Prior week summary
In one of the most volatile trading weeks on record, the major U.S. equity markets moved modestly higher, and U.S. Treasury yields plummeted with the 10-year U.S. Treasury yielding just over 74 basis points at the end of the day on Friday, down nearly 40 basis points on the week. In a move not seen in over a decade, the FOMC moved the target range outside of an FOMC meeting date, slashing the target range 50 basis points to 1.00% –1.25% on Tuesday morning. After cutting the target range the Federal Reserve issued a statement pledging support for the U.S. economy during the virus outbreak saying, “The fundamentals of the U.S. economy remain strong. However, the coronavirus poses evolving risks to economic activity. The Committee is closely monitoring developments and their implications for the economic outlook and will use its tools and act as appropriate to support the economy.” Fed Funds futures now suggest that the FOMC will cut an additional 50–75 basis points at the conclusion of the next FOMC meeting on March 18 with a total of four 25-basis-point rate cuts priced in by the end of the year. The U.S. Congress began stimulus efforts last week, authorizing a $7.8 billion emergency spending bill to support several federal, state, and local initiatives aimed at preparing for and combatting the virus. Lawmakers indicated that they expect Congress will need to provide more emergency stimulus before the outbreak subsides. The world’s major oil producers met on Friday to discuss production cuts in a bid to support falling oil prices in wake of the continued spread of the virus. Breaking with the alliance, Saudi Arabia launched a bold oil price war on Saturday, offering record discounts in the U.S., Europe, and Asia. Brent crude fell over 20% in trading Sunday evening and sits just above $35/barrel.

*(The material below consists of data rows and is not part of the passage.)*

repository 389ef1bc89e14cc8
//! Filings already on disk.
//!
//! Two layouts are read: an EDGAR mirror (`<root>/edgar/data/...`, listed
//! by a master index) and the download cache layout
//! `<root>/<form>_filings/<YYYY_MM>/<cik>_<date>_<accession>.txt`, which
//! `discover` walks without an index.

use crate::domain::model::{Cik, FilingReference, FilingType};
use crate::domain::ports::DocumentFetcher;
use crate::utils::error::{MappingError, Result};
use async_trait::async_trait;
use chrono::NaiveDate;
use std::path::{Path, PathBuf};

#[derive(Debug, Clone)]
pub struct ArchiveFetcher {
    root: PathBuf,
}

impl ArchiveFetcher {
    pub fn new(root: impl Into<PathBuf>) -> Self {
        Self { root: root.into() }
    }

    pub fn root(&self) -> &Path {
        &self.root
    }
}

#[async_trait]
impl DocumentFetcher for ArchiveFetcher {
    async fn fetch(&self, reference: &FilingReference) -> Result<Vec<u8>> {
        let path = self.root.join(reference.locator.trim_start_matches('/'));
        tokio::fs::read(&path)
            .await
            .map_err(|e| MappingError::FetchError {
                document: path.display().to_string(),
                message: e.to_string(),
            })
    }
}

/// Lists the cached filings of the selected types, sorted by locator.
pub fn discover(root: &Path, filing_types: &[FilingType]) -> Result<Vec<FilingReference>> {
    let mut bases: Vec<FilingType> = filing_types.iter().map(|t| t.base()).collect();
    bases.sort();
    bases.dedup();

    let mut references = Vec::new();
    for filing_type in bases {
        let type_dir = root.join(format!("{}_filings", filing_type.as_str()));
        if !type_dir.is_dir() {
            tracing::debug!("No archive directory {}", type_dir.display());
            continue;
        }
        for month in std::fs::read_dir(&type_dir)? {
            let month = month?;
            if !month.file_type()?.is_dir() {
                continue;
            }
            for file in std::fs::read_dir(month.path())? {
                let path = file?.path();
                if path.extension().and_then(|e| e.to_str()) != Some("txt") {
                    continue;
                }
                let Ok(relative) = path.strip_prefix(root) else {
                    continue;
                };
                let locator = relative.to_string_lossy().replace('\\', "/");
                match parse_file_name(&path, filing_type, locator) {
                    Some(reference) => references.push(reference),
                    None => tracing::debug!("Skipping unrecognised file {}", path.display()),
                }
            }
        }
    }

    references.sort_by(|a, b| a.locator.cmp(&b.locator));
    tracing::info!(
        "📂 Found {} cached filings under {}",
        references.len(),
        root.display()
    );
    Ok(references)
}

/// Where the download cache keeps `reference`, relative to the archive root:
/// `<form>_filings/<YYYY_MM>/<cik>_<YYYY-MM-DD>_<accession>.txt`.
pub fn cache_locator(reference: &FilingReference) -> String {
    let accession = reference
        .locator
        .rsplit('/')
        .next()
        .and_then(|name| name.split('.').next())
        .unwrap_or_default();
    format!(
        "{}_filings/{}/{}_{}_{}.txt",
        reference.filing_type.base().as_str(),
        reference.filing_date.format("%Y_%m"),
        reference.cik,
        reference.filing_date.format("%Y-%m-%d"),
        accession
    )
}

/// `<cik>_<YYYY-MM-DD>_<accession>.txt`
fn parse_file_name(path: &Path, filing_type: FilingType, locator: String) -> Option<FilingReference> {
    let stem = path.file_stem()?.to_str()?;
    let mut parts = stem.splitn(3, '_');
    let cik: Cik = parts.next()?.parse().ok()?;
    let filing_date = NaiveDate::parse_from_str(parts.next()?, "%Y-%m-%d").ok()?;
    parts.next()?;
    Some(FilingReference::new(cik, filing_type, filing_date, locator))
}
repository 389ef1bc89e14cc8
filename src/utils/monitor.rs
//! Per-phase resource logging for long mapping runs.
//!
//! Built on `sysinfo`, which only ships with the `cli` feature. Library
//! builds get a monitor with the same surface that never logs.

#[cfg(feature = "cli")]
pub use probe::{ResourceUsage, RunMonitor};

#[cfg(feature = "cli")]
mod probe {
    use std::sync::Mutex;
    use std::time::{Duration, Instant};
    use sysinfo::{Pid, ProcessRefreshKind, ProcessesToUpdate, RefreshKind, System};

    const MIB: u64 = 1024 * 1024;

    #[derive(Debug, Clone)]
    pub struct ResourceUsage {
        pub cpu_percent: f32,
        pub resident_mb: u64,
        pub share_of_total: f32,
        pub peak_mb: u64,
        pub since_start: Duration,
    }

    struct Probe {
        system: System,
        pid: Pid,
        phase_started: Instant,
        peak_mb: u64,
    }

    impl Probe {
        fn sample(&mut self, started: Instant) -> Option<ResourceUsage> {
            self.system.refresh_memory();
            self.system.refresh_processes_specifics(
                ProcessesToUpdate::Some(&[self.pid]),
                true,
                ProcessRefreshKind::everything(),
            );
            let process = self.system.process(self.pid)?;

            let resident_mb = process.memory() / MIB;
            let total_mb = self.system.total_memory() / MIB;
            self.peak_mb = self.peak_mb.max(resident_mb);

            Some(ResourceUsage {
                cpu_percent: process.cpu_usage(),
                resident_mb,
                share_of_total: if total_mb == 0 {
                    0.0
                } else {
                    resident_mb as f32 * 100.0 / total_mb as f32
                },
                peak_mb: self.peak_mb,
                since_start: started.elapsed(),
            })
        }
    }

    /// Logs process CPU and memory after each ETL phase.
    pub struct RunMonitor {
        probe: Option<Mutex<Probe>>,
        started: Instant,
    }

    impl RunMonitor {
        pub fn new(enabled: bool) -> Self {
            let started = Instant::now();
            if !enabled {
                return Self { probe: None, started };
            }

            let probe = match sysinfo::get_current_pid() {
                Ok(pid) => Some(Mutex::new(Probe {
                    system: System::new_with_specifics(RefreshKind::nothing()),
                    pid,
                    phase_started: started,
                    peak_mb: 0,
                })),
                Err(e) => {
                    tracing::warn!("Resource monitoring disabled, no process id: {}", e);
                    None
                }
            };
            Self { probe, started }
        }

        pub fn is_enabled(&self) -> bool {
            self.probe.is_some()
        }

        pub fn sample(&self) -> Option<ResourceUsage> {
            let mut probe = self.probe.as_ref()?.lock().ok()?;
            probe.sample(self.started)
        }

        /// Logs the phase duration, how many items it produced and current usage.
        pub fn phase_finished(&self, phase: &str, items: usize) {
            let Some(lock) = &self.probe else {
                return;
            };
            let Ok(mut probe) = lock.lock() else {
                return;
            };
            let took = probe.phase_started.elapsed();
            probe.phase_started = Instant::now();

            if let Some(usage) = probe.sample(self.started) {
                tracing::info!(
                    "📊 {} produced {} items in {:?} (CPU {:.1}%, RSS {}MB / {:.1}%, peak {}MB)",
                    phase,
                    items,
                    took,
                    usage.cpu_percent,
                    usage.resident_mb,
                    usage.share_of_total,
                    usage.peak_mb
                );
            }
        }

        pub fn log_final_stats(&self) {
            if let Some(usage) = self.sample() {
                tracing::info!(
                    "📊 Run finished in {:?}, peak RSS {}MB",
                    usage.since_start,
                    usage.peak_mb
                );
            }
        }
    }

    impl Default for RunMonitor {
        fn default() -> Self {
            Self::new(false)
        }
    }

    #[cfg(test)]
    mod tests {
        use super::*;

        #[test]
        fn test_disabled_monitor_is_silent() {
            let monitor = RunMonitor::new(false);
            assert!(!monitor.is_enabled());
            assert!(monitor.sample().is_none());
            monitor.phase_finished("extract", 3);
            monitor.log_final_stats();
        }

        #[test]
        fn test_peak_never_drops() {
            let monitor = RunMonitor::new(true);
            if let Some(first) = monitor.sample() {
                let second = monitor.sample().unwrap();
                assert!(second.peak_mb >= first.resident_mb);
                assert!(second.peak_mb >= first.peak_mb);
            }
        }
    }
}

#[cfg(not(feature = "cli"))]
#[derive(Default)]
pub struct RunMonitor;

#[cfg(not(feature = "cli"))]
impl RunMonitor {
    pub fn new(_enabled: bool) -> Self {
        Self
    }

    pub fn is_enabled(&self) -> bool {
        false
    }

    pub fn phase_finished(&self, _phase: &str, _items: usize) {}

    pub fn log_final_stats(&self) {}
}
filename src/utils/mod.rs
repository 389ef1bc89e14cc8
pub mod error;
pub mod logger;
pub mod monitor;
pub mod validation;
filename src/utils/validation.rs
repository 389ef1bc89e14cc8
use crate::utils::error::{MappingError, Result};
use regex::Regex;
use url::Url;

pub trait Validate {
    fn validate(&self) -> Result<()>;
}

fn invalid(field: &str, value: impl ToString, reason: impl Into<String>) -> MappingError {
    MappingError::InvalidConfigValueError {
        field: field.to_string(),
        value: value.to_string(),
        reason: reason.into(),
    }
}

/// An absolute http(s) URL, such as the EDGAR archive root.
pub fn validate_url(field: &str, raw: &str) -> Result<()> {
    let url = Url::parse(raw).map_err(|e| invalid(field, raw, format!("not a URL: {}", e)))?;
    match url.scheme() {
        "http" | "https" => Ok(()),
        other => Err(invalid(field, raw, format!("scheme '{}' is not http(s)", other))),
    }
}

pub fn validate_path(field: &str, path: &str) -> Result<()> {
    if path.is_empty() {
        return Err(invalid(field, path, "path is empty"));
    }
    if path.contains('\0') {
        return Err(invalid(field, path, "path contains a NUL byte"));
    }
    Ok(())
}

pub fn validate_range<T: PartialOrd + std::fmt::Display + Copy>(
    field: &str,
    value: T,
    min: T,
    max: T,
) -> Result<()> {
    if value < min || value > max {
        return Err(invalid(field, value, format!("must be within {}..={}", min, max)));
    }
    Ok(())
}

pub fn validate_at_least(field: &str, value: usize, min: usize) -> Result<()> {
    if value < min {
        return Err(invalid(field, value, format!("must be at least {}", min)));
    }
    Ok(())
}

pub fn validate_required_field<'a, T>(field: &str, value: &'a Option<T>) -> Result<&'a T> {
    value.as_ref().ok_or_else(|| MappingError::MissingConfigError {
        field: field.to_string(),
    })
}

pub fn validate_non_empty_string(field: &str, value: &str) -> Result<()> {
    if value.trim().is_empty() {
        return Err(invalid(field, value, "must not be blank"));
    }
    Ok(())
}

/// EDGAR refuses anonymous clients; the agent must name a contact address.
pub fn validate_user_agent(field: &str, agent: &str) -> Result<()> {
    validate_non_empty_string(field, agent)?;
    if !agent.split_whitespace().any(|word| word.contains('@')) {
        return Err(invalid(
            field,
            agent,
            "must include a contact email, e.g. \"Jane Smith jane@example.com\"",
        ));
    }
    Ok(())
}

pub fn validate_patterns(field: &str, patterns: &[String]) -> Result<()> {
    for pattern in patterns {
        Regex::new(pattern).map_err(|e| invalid(field, pattern, e.to_string()))?;
    }
    Ok(())
}
use crate::domain::ports::Storage;
use crate::utils::error::Result;
use std::path::{Path, PathBuf};

/// Output directory on the local filesystem.
///
/// Writes land in a `.partial` sibling first and are renamed into place,
/// so an interrupted run never leaves a truncated archive under the final name.
#[derive(Debug, Clone)]
pub struct LocalStorage {
    root: PathBuf,
}

impl LocalStorage {
    pub fn new(root: impl Into<PathBuf>) -> Self {
        Self { root: root.into() }
    }

    pub fn root(&self) -> &Path {
        &self.root
    }

    fn locate(&self, name: &str) -> PathBuf {
        self.root.join(name)
    }
}

impl Storage for LocalStorage {
    async fn read_file(&self, path: &str) -> Result<Vec<u8>> {
        Ok(tokio::fs::read(self.locate(path)).await?)
    }

    async fn write_file(&self, path: &str, data: &[u8]) -> Result<()> {
        let target = self.locate(path);
        if let Some(dir) = target.parent() {
            tokio::fs::create_dir_all(dir).await?;
        }

        let mut staging = target.clone().into_os_string();
        staging.push(".partial");
        let staging = PathBuf::from(staging);

        tokio::fs::write(&staging, data).await?;
        tokio::fs::rename(&staging, &target).await?;
        tracing::debug!("Wrote {} bytes to {}", data.len(), target.display());
        Ok(())
    }
}

#[cfg(test)]
mod tests {
    use super::*;
    use tempfile::TempDir;

    #[tokio::test]
    async fn test_write_creates_parent_directories() {
        let dir = TempDir::new().unwrap();
        let storage = LocalStorage::new(dir.path());

        storage.write_file("nested/out.csv", b"cik\n").await.unwrap();

        assert_eq!(storage.read_file("nested/out.csv").await.unwrap(), b"cik\n");
        assert!(!dir.path().join("nested/out.csv.partial").exists());
        assert!(storage.read_file("missing.csv").await.is_err());
    }

    #[tokio::test]
    async fn test_rewrite_replaces_previous_output() {
        let dir = TempDir::new().unwrap();
        let storage = LocalStorage::new(dir.path());

        storage.write_file("cik_cusip.zip", b"first run").await.unwrap();
        storage.write_file("cik_cusip.zip", b"second").await.unwrap();

        assert_eq!(storage.read_file("cik_cusip.zip").await.unwrap(), b"second");
        assert_eq!(storage.root(), dir.path());
    }
}
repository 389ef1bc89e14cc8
use crate::domain::model::{CanonicalMapping, Cik, FilingReference, RawPair};
use crate::utils::error::Result;
use async_trait::async_trait;
use std::collections::BTreeMap;

pub trait Storage: Send + Sync {
    fn read_file(&self, path: &str) -> impl std::future::Future<Output = Result<Vec<u8>>> + Send;
    fn write_file(
        &self,
        path: &str,
        data: &[u8],
    ) -> impl std::future::Future<Output = Result<()>> + Send;
}

/// Yields the raw bytes of one filing. Retries and rate limiting are the fetcher's concern.
#[async_trait]
pub trait DocumentFetcher: Send + Sync {
    async fn fetch(&self, reference: &FilingReference) -> Result<Vec<u8>>;
}

/// Everything the extract phase collected, before reconciliation.
#[derive(Debug, Clone, Default)]
pub struct ExtractOutput {
    pub pairs: Vec<RawPair>,
    pub report: RunReport,
}

/// The resolved mapping handed to the load phase, with the audit trail.
#[derive(Debug, Clone, Default)]
pub struct ResolveOutput {
    pub mappings: BTreeMap<Cik, CanonicalMapping>,
    pub raw_pairs: Vec<RawPair>,
    pub report: RunReport,
}

/// Per-document outcome counters of one run.
#[derive(Debug, Clone, Copy, Default, PartialEq, Eq)]
pub struct RunReport {
    pub documents: usize,
    pub with_pairs: usize,
    pub without_caption: usize,
    pub ambiguous_captions: usize,
    pub malformed: usize,
    pub fetch_failures: usize,
}

impl RunReport {
    pub fn merge(&mut self, other: &RunReport) {
        self.documents += other.documents;
        self.with_pairs += other.with_pairs;
        self.without_caption += other.without_caption;
        self.ambiguous_captions += other.ambiguous_captions;
        self.malformed += other.malformed;
        self.fetch_failures += other.fetch_failures;
    }
}

#[async_trait]
pub trait Pipeline: Send + Sync {
    async fn extract(&self) -> Result<ExtractOutput>;
    async fn transform(&self, data: ExtractOutput) -> Result<ResolveOutput>;
    async fn load(&self, result: ResolveOutput) -> Result<String>;
}
#[cfg(feature = "cli")]
pub mod cli;
pub mod toml_config;

#[cfg(feature = "cli")]
pub use cli::CliConfig;
pub use toml_config::MapperConfig;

U.S. economic releases for the week were mostly positive but largely took a back seat to virus-related developments. The February non-farm payroll report smashed expectations as the report indicated that the U.S. economy added 273,000 jobs over the month, and the unemployment rate moved down to 3.5%. The ISM Manufacturing Index fell below expectations to 50.1, but notably remained in expansionary territory, and updated figures on construction spending and the ISM Non-Manufacturing Index topped both analyst expectations and last month’s levels.
The look forward
In a light week for economic data, market participants will have an eye on inflation data in the form of the Consumer Price Index and the Producer Price Index. Equity markets look set to begin the week on volatile footing with the three major U.S. equity indices posting large declines in early Monday morning trading.